We’ve all seen films where the previously passive character empties a Glock 9mm into the bad guy at a crucial moment. It’s almost always heroic, redemptive even, and gives the impression that, in the right situation, each and every one of us can pull the trigger. Yet studies have shown that even in the most hostile of environments, people have been reluctant to shoot to kill. 

”There was a study done after a major American Civil war battle,” says Colin Berry, former Special Forces sergeant, government intelligence operative and author of The Deniable Agent: Undercover in Afghanistan. “They found that most of the muskets of the dead had been loaded several times over, meaning the individual had followed the drill, aimed but never fired. 

“Armies around the world picked up on this and military training became all about desensitising the act of killing. The enemy is routinely referred to as ‘the target.’ This stems from training on a range with targets that are human-shaped. This conditions front line troops into seeing a target, not a human. It’s effective but far from foolproof.”

Indeed, US Army historian SLA Marshall’s famous (albeit challenged) study of World War II soldiers found that only 15-20 percent of combatants were able to fire their weapons at the enemy – and many of these aimed high or low. The conclusion Marshall came to was that most humans, subconsciously at least, find the act of killing abhorrent, to the point where some consider it worse than dying. 
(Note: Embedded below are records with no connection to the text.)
// --- Router ---

pub fn router(state: AppState, max_body_bytes: usize) -> Router {
    let metered = Router::new()
        .route(ROUTE_RESOLVE, post(compose_resolve))
        .route(ROUTE_MUTATE, post(compose_mutate))
        .route(ROUTE_CHIP, post(compose_chip))
        .route("/experiments", post(create_experiment))
        .route(ROUTE_PROMOTE, post(promote_experiment))
        .route_layer(middleware::from_fn_with_state(state.clone(), enforce_quota));

    Router::new()
        // not quota-checked
        .route("/experiments/{id}/events", post(record_events))
        .route("/experiments/{id}/status", get(experiment_status))
        .route("/experiments/{id}", delete(delete_experiment))
        .route("/proof/{page_id}", get(get_proof))
        .merge(metered)
        .layer(DefaultBodyLimit::max(max_body_bytes))
        .layer(CatchPanicLayer::custom(handle_panic))
        .layer(TraceLayer::new_for_http())
        .with_state(state)
}

pub async fn run_server(state: AppState, addr: &str, max_body_bytes: usize) -> anyhow::Result<()> {
    let runner = state.composer.runner().clone();
    let app = router(state, max_body_bytes);

    let listener = tokio::net::TcpListener::bind(addr).await?;
    info!("Listening on http://{}", addr);
    axum::serve(listener, app)
        .with_graceful_shutdown(async {
            let _ = tokio::signal::ctrl_c().await;
        })
        .await?;

    runner.shutdown();
    info!("Server stopped");
    Ok(())
}

// --- Handlers ---

#[derive(Deserialize)]
#[serde(rename_all = "camelCase")]
struct ResolveRequest {
    #[serde(default)]
    prompt: String,
    #[serde(default)]
    session_id: String,
    #[serde(default)]
    breadth: Option<String>,
}

async fn compose_resolve(
    State(state): State<AppState>,
    headers: HeaderMap,
    payload: Result<Json<ResolveRequest>, JsonRejection>,
) -> Result<Response, ApiError> {
    let req = body(payload, ROUTE_RESOLVE)?;
    let ctx = state.context(&headers);
    let resolution = state
        .composer
        .resolve(&req.prompt, &req.session_id, req.breadth.as_deref(), &ctx)
        .await
        .map_err(ApiError::at(ROUTE_RESOLVE))?;

    let decision = resolution.composition.sup.clone();
    let envelope = Envelope {
        spec: Some(resolution.composition.spec.clone()),
        chips: Some(resolution.chips.clone()),
        no_js: Some(resolution.composition.no_js),
        ..ok_result(&resolution)?
    };
    let mut response = Json(envelope).into_response();
    set_sup_headers(response.headers_mut(), &decision);
    Ok(response)
}

#[derive(Deserialize)]
#[serde(rename_all = "camelCase")]
struct MutateRequest {
    #[serde(default)]
    session_id: String,
    #[serde(default)]
    patch: Option<Patch>,
    #[serde(default)]
    winner: Option<Patch>,
}

async fn compose_mutate(
    State(state): State<AppState>,
    headers: HeaderMap,
    payload: Result<Json<MutateRequest>, JsonRejection>,
) -> Result<Response, ApiError> {
    let req = body(payload, ROUTE_MUTATE)?;
    let patch = req.patch.or(req.winner).ok_or_else(|| {
        ApiError::at(ROUTE_MUTATE)(ComposeError::InvalidRequest(
            "patch or winner is required".to_string(),
        ))
    })?;
    let ctx = state.context(&headers);
    let composition = state
        .composer
        .mutate(&req.session_id, &patch, &ctx)
        .map_err(ApiError::at(ROUTE_MUTATE))?;
    composition_response(composition)
}

#[derive(Deserialize)]
#[serde(rename_all = "camelCase")]
struct ChipRequest {
    #[serde(default)]
    session_id: String,
    #[serde(default)]
    chip: String,
}

async fn compose_chip(
    State(state): State<AppState>,
    headers: HeaderMap,
    payload: Result<Json<ChipRequest>, JsonRejection>,
) -> Result<Response, ApiError> {
    let req = body(payload, ROUTE_CHIP)?;
    let ctx = state.context(&headers);
    let composition = state
        .composer
        .apply_chip(&req.session_id, &req.chip, &ctx)
        .map_err(ApiError::at(ROUTE_CHIP))?;
    composition_response(composition)
}

fn composition_response(composition: crate::orchestrator::Composition) -> Result<Response, ApiError> {
    let envelope = Envelope {
        spec: Some(composition.spec.clone()),
        no_js: Some(composition.no_js),
        ..ok_result(&composition)?
    };
    let mut response = Json(envelope).into_response();
    set_sup_headers(response.headers_mut(), &composition.sup);
    Ok(response)
}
“In World War I they experienced a similar problem,” says Berry. “Trillions of rounds were fired by soldiers who can hit a target on the range and yet the death rate was still a small percentage of what was actually fired. So how did we lose so many men? Artillery, indirect fire, death by proxy, gas and machine-gun fire.

“In World War II you had aircraft joining the ranks with mass bombings, but still there was the problem of highly trained and motivated service personnel not killing when aiming down the sights. Vietnam was the same and bizarrely painted a better picture, with jungle being lopped down by automatic fire many feet above the enemies’ heads.” 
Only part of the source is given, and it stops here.